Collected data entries
*** Begin section ***

//! Pure helpers shared across components.

pub mod color;
pub mod fechas;
pub mod odontograma;
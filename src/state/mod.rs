//! Application State Management
//!
//! Session state shared through Leptos context.

use leptos::*;

use crate::client::{self, Admin};

/// Global application state, provided as context from `App`.
#[derive(Clone)]
pub struct AppState {
    /// Logged-in administrator, `None` when the session is closed
    pub usuario: RwSignal<Option<Admin>>,
    /// True while the stored token is being validated on startup
    pub cargando: RwSignal<bool>,
}

impl AppState {
    pub fn new() -> Self {
        Self {
            usuario: create_rw_signal(None),
            cargando: create_rw_signal(true),
        }
    }

    pub fn sesion_activa(&self) -> bool {
        self.usuario.get().is_some()
    }

    /// Validates a stored token against `/auth/me`; called once on mount.
    pub async fn validar_sesion(&self) {
        if client::token_guardado().is_none() {
            self.cargando.set(false);
            return;
        }
        match client::me().await {
            Ok(me) => {
                tracing::info!(email = %me.email, "sesión restaurada");
                self.usuario.set(Some(Admin {
                    nombre: me.nombre,
                    email: me.email,
                }));
            }
            Err(e) => {
                tracing::warn!(error = %e, "token guardado inválido");
                client::borrar_token();
                self.usuario.set(None);
            }
        }
        self.cargando.set(false);
    }

    pub async fn iniciar_sesion(&self, email: &str, password: &str) -> Result<(), client::ApiError> {
        let respuesta = client::login(email, password).await?;
        client::guardar_token(&respuesta.access_token);
        self.usuario.set(Some(respuesta.admin));
        Ok(())
    }

    pub fn cerrar_sesion(&self) {
        tracing::info!("sesión cerrada");
        client::borrar_token();
        self.usuario.set(None);
    }
}

impl Default for AppState {
    fn default() -> Self {
        Self::new()
    }
}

*** End section ***

> **Work request**
How many lines in the records contain the word "respuesta"? Reply with that number only.

> **The completed task**
3